- [Exercise aim] Each record below needs to be written out exactly as it appears.

==================================================

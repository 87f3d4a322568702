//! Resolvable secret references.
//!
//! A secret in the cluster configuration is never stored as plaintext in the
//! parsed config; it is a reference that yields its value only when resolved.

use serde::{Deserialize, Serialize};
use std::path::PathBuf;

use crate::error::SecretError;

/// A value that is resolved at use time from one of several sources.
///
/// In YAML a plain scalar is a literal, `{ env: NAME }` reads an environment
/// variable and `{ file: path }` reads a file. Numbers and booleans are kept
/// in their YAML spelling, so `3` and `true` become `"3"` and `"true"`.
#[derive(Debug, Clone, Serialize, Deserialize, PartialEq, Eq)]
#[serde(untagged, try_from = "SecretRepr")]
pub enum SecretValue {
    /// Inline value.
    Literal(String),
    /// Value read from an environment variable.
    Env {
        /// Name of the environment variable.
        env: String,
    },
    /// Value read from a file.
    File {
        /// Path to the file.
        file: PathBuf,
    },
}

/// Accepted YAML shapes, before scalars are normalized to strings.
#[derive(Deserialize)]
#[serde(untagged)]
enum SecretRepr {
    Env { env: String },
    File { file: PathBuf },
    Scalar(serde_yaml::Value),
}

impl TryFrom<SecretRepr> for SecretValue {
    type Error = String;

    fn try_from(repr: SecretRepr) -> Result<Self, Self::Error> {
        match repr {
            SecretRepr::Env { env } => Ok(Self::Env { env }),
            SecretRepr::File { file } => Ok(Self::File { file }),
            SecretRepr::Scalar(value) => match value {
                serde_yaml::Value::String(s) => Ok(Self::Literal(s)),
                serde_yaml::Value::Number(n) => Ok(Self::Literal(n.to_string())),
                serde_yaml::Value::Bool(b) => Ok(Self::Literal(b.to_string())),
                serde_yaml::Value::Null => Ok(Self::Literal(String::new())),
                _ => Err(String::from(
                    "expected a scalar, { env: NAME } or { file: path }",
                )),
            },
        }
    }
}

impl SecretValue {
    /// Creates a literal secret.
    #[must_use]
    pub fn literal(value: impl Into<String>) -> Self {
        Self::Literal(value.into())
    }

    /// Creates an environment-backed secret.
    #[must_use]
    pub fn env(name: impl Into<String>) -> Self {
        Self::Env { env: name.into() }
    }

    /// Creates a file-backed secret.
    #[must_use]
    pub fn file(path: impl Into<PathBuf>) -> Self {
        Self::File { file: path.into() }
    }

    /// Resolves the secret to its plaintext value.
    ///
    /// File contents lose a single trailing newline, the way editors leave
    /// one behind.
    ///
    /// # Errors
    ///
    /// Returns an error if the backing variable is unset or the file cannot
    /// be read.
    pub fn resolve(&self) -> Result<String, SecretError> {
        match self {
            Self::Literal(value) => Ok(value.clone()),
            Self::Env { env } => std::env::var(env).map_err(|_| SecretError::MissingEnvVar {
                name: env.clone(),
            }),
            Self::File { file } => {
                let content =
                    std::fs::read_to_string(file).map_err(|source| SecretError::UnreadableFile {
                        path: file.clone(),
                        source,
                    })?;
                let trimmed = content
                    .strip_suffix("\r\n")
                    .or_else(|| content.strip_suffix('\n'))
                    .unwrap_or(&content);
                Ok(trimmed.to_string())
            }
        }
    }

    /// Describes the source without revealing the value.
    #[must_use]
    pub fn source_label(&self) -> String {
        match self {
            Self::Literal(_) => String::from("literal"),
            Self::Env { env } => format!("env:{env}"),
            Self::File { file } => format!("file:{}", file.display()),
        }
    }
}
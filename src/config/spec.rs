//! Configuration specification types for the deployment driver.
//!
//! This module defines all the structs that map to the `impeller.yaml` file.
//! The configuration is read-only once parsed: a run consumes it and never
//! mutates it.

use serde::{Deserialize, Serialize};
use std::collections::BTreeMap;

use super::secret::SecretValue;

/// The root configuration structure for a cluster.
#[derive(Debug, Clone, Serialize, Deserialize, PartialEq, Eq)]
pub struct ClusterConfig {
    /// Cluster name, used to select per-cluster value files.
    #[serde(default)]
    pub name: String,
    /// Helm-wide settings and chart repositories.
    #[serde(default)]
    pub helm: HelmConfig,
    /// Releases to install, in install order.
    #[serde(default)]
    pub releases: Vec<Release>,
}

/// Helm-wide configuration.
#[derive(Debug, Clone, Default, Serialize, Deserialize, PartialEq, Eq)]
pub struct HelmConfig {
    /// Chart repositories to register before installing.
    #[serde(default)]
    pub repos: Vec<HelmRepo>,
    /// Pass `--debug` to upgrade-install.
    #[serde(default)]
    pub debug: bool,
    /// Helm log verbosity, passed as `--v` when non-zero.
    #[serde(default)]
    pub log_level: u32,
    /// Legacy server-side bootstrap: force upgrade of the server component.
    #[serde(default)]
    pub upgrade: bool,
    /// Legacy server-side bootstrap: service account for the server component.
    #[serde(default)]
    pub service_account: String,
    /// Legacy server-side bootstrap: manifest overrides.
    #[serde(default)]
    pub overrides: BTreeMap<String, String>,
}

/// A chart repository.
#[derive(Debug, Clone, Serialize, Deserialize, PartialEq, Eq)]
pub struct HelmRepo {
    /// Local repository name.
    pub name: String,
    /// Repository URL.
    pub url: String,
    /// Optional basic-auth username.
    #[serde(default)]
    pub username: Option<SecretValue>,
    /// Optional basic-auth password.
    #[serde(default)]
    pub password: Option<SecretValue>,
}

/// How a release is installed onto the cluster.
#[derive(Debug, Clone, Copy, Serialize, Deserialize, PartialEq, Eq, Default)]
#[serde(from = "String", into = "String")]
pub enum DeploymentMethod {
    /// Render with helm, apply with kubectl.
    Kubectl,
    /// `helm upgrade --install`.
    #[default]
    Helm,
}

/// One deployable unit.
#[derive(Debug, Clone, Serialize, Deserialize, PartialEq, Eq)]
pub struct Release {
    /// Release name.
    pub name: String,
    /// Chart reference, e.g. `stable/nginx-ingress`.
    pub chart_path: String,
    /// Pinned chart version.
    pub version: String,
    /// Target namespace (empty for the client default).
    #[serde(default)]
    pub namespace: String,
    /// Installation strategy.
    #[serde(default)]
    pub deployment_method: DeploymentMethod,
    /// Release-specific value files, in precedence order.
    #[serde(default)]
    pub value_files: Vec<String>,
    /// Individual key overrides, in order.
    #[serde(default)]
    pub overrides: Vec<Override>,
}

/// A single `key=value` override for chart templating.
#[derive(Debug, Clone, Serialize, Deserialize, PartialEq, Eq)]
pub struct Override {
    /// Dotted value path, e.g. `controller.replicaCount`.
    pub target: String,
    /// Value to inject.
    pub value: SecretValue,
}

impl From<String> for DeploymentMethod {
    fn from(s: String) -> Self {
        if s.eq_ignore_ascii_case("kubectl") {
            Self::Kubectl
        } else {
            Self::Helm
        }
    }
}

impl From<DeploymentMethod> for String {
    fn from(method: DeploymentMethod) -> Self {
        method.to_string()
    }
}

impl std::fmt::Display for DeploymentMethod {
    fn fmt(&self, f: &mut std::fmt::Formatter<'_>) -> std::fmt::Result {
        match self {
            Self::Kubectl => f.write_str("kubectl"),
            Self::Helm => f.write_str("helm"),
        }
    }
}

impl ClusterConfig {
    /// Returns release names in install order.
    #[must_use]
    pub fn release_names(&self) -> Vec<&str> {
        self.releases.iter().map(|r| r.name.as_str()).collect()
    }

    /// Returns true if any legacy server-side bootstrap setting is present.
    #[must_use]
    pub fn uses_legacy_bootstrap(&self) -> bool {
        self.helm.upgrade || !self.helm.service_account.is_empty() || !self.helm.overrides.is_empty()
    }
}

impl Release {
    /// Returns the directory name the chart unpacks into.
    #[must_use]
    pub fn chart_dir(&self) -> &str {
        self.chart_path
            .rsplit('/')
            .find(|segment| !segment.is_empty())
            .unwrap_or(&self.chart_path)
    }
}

==================================================

- [Result of the exercise]
repository 87f3d4a322568702
//! Resolvable secret references.
//!
//! A secret in the cluster configuration is never stored as plaintext in the
//! parsed config; it is a reference that yields its value only when resolved.

use serde::{Deserialize, Serialize};
use std::path::PathBuf;

use crate::error::SecretError;

/// A value that is resolved at use time from one of several sources.
///
/// In YAML a plain scalar is a literal, `{ env: NAME }` reads an environment
/// variable and `{ file: path }` reads a file. Numbers and booleans are kept
/// in their YAML spelling, so `3` and `true` become `"3"` and `"true"`.
#[derive(Debug, Clone, Serialize, Deserialize, PartialEq, Eq)]
#[serde(untagged, try_from = "SecretRepr")]
pub enum SecretValue {
    /// Inline value.
    Literal(String),
    /// Value read from an environment variable.
    Env {
        /// Name of the environment variable.
        env: String,
    },
    /// Value read from a file.
    File {
        /// Path to the file.
        file: PathBuf,
    },
}

/// Accepted YAML shapes, before scalars are normalized to strings.
#[derive(Deserialize)]
#[serde(untagged)]
enum SecretRepr {
    Env { env: String },
    File { file: PathBuf },
    Scalar(serde_yaml::Value),
}

impl TryFrom<SecretRepr> for SecretValue {
    type Error = String;

    fn try_from(repr: SecretRepr) -> Result<Self, Self::Error> {
        match repr {
            SecretRepr::Env { env } => Ok(Self::Env { env }),
            SecretRepr::File { file } => Ok(Self::File { file }),
            SecretRepr::Scalar(value) => match value {
                serde_yaml::Value::String(s) => Ok(Self::Literal(s)),
                serde_yaml::Value::Number(n) => Ok(Self::Literal(n.to_string())),
                serde_yaml::Value::Bool(b) => Ok(Self::Literal(b.to_string())),
                serde_yaml::Value::Null => Ok(Self::Literal(String::new())),
                _ => Err(String::from(
                    "expected a scalar, { env: NAME } or { file: path }",
                )),
            },
        }
    }
}

impl SecretValue {
    /// Creates a literal secret.
    #[must_use]
    pub fn literal(value: impl Into<String>) -> Self {
        Self::Literal(value.into())
    }

    /// Creates an environment-backed secret.
    #[must_use]
    pub fn env(name: impl Into<String>) -> Self {
        Self::Env { env: name.into() }
    }

    /// Creates a file-backed secret.
    #[must_use]
    pub fn file(path: impl Into<PathBuf>) -> Self {
        Self::File { file: path.into() }
    }

    /// Resolves the secret to its plaintext value.
    ///
    /// File contents lose a single trailing newline, the way editors leave
    /// one behind.
    ///
    /// # Errors
    ///
    /// Returns an error if the backing variable is unset or the file cannot
    /// be read.
    pub fn resolve(&self) -> Result<String, SecretError> {
        match self {
            Self::Literal(value) => Ok(value.clone()),
            Self::Env { env } => std::env::var(env).map_err(|_| SecretError::MissingEnvVar {
                name: env.clone(),
            }),
            Self::File { file } => {
                let content =
                    std::fs::read_to_string(file).map_err(|source| SecretError::UnreadableFile {
                        path: file.clone(),
                        source,
                    })?;
                let trimmed = content
                    .strip_suffix("\r\n")
                    .or_else(|| content.strip_suffix('\n'))
                    .unwrap_or(&content);
                Ok(trimmed.to_string())
            }
        }
    }

    /// Describes the source without revealing the value.
    #[must_use]
    pub fn source_label(&self) -> String {
        match self {
            Self::Literal(_) => String::from("literal"),
            Self::Env { env } => format!("env:{env}"),
            Self::File { file } => format!("file:{}", file.display()),
        }
    }
}
filename src/config/spec.rs
//! Configuration specification types for the deployment driver.
//!
//! This module defines all the structs that map to the `impeller.yaml` file.
//! The configuration is read-only once parsed: a run consumes it and never
//! mutates it.

use serde::{Deserialize, Serialize};
use std::collections::BTreeMap;

use super::secret::SecretValue;

/// The root configuration structure for a cluster.
#[derive(Debug, Clone, Serialize, Deserialize, PartialEq, Eq)]
pub struct ClusterConfig {
    /// Cluster name, used to select per-cluster value files.
    #[serde(default)]
    pub name: String,
    /// Helm-wide settings and chart repositories.
    #[serde(default)]
    pub helm: HelmConfig,
    /// Releases to install, in install order.
    #[serde(default)]
    pub releases: Vec<Release>,
}

/// Helm-wide configuration.
#[derive(Debug, Clone, Default, Serialize, Deserialize, PartialEq, Eq)]
pub struct HelmConfig {
    /// Chart repositories to register before installing.
    #[serde(default)]
    pub repos: Vec<HelmRepo>,
    /// Pass `--debug` to upgrade-install.
    #[serde(default)]
    pub debug: bool,
    /// Helm log verbosity, passed as `--v` when non-zero.
    #[serde(default)]
    pub log_level: u32,
    /// Legacy server-side bootstrap: force upgrade of the server component.
    #[serde(default)]
    pub upgrade: bool,
    /// Legacy server-side bootstrap: service account for the server component.
    #[serde(default)]
    pub service_account: String,
    /// Legacy server-side bootstrap: manifest overrides.
    #[serde(default)]
    pub overrides: BTreeMap<String, String>,
}

/// A chart repository.
#[derive(Debug, Clone, Serialize, Deserialize, PartialEq, Eq)]
pub struct HelmRepo {
    /// Local repository name.
    pub name: String,
    /// Repository URL.
    pub url: String,
    /// Optional basic-auth username.
    #[serde(default)]
    pub username: Option<SecretValue>,
    /// Optional basic-auth password.
    #[serde(default)]
    pub password: Option<SecretValue>,
}

/// How a release is installed onto the cluster.
#[derive(Debug, Clone, Copy, Serialize, Deserialize, PartialEq, Eq, Default)]
#[serde(from = "String", into = "String")]
pub enum DeploymentMethod {
    /// Render with helm, apply with kubectl.
    Kubectl,
    /// `helm upgrade --install`.
    #[default]
    Helm,
}

/// One deployable unit.
#[derive(Debug, Clone, Serialize, Deserialize, PartialEq, Eq)]
pub struct Release {
    /// Release name.
    pub name: String,
    /// Chart reference, e.g. `stable/nginx-ingress`.
    pub chart_path: String,
    /// Pinned chart version.
    pub version: String,
    /// Target namespace (empty for the client default).
    #[serde(default)]
    pub namespace: String,
    /// Installation strategy.
    #[serde(default)]
    pub deployment_method: DeploymentMethod,
    /// Release-specific value files, in precedence order.
    #[serde(default)]
    pub value_files: Vec<String>,
    /// Individual key overrides, in order.
    #[serde(default)]
    pub overrides: Vec<Override>,
}

/// A single `key=value` override for chart templating.
#[derive(Debug, Clone, Serialize, Deserialize, PartialEq, Eq)]
pub struct Override {
    /// Dotted value path, e.g. `controller.replicaCount`.
    pub target: String,
    /// Value to inject.
    pub value: SecretValue,
}

impl From<String> for DeploymentMethod {
    fn from(s: String) -> Self {
        if s.eq_ignore_ascii_case("kubectl") {
            Self::Kubectl
        } else {
            Self::Helm
        }
    }
}

impl From<DeploymentMethod> for String {
    fn from(method: DeploymentMethod) -> Self {
        method.to_string()
    }
}

impl std::fmt::Display for DeploymentMethod {
    fn fmt(&self, f: &mut std::fmt::Formatter<'_>) -> std::fmt::Result {
        match self {
            Self::Kubectl => f.write_str("kubectl"),
            Self::Helm => f.write_str("helm"),
        }
    }
}

impl ClusterConfig {
    /// Returns release names in install order.
    #[must_use]
    pub fn release_names(&self) -> Vec<&str> {
        self.releases.iter().map(|r| r.name.as_str()).collect()
    }

    /// Returns true if any legacy server-side bootstrap setting is present.
    #[must_use]
    pub fn uses_legacy_bootstrap(&self) -> bool {
        self.helm.upgrade || !self.helm.service_account.is_empty() || !self.helm.overrides.is_empty()
    }
}

impl Release {
    /// Returns the directory name the chart unpacks into.
    #[must_use]
    pub fn chart_dir(&self) -> &str {
        self.chart_path
            .rsplit('/')
            .find(|segment| !segment.is_empty())
            .unwrap_or(&self.chart_path)
    }
}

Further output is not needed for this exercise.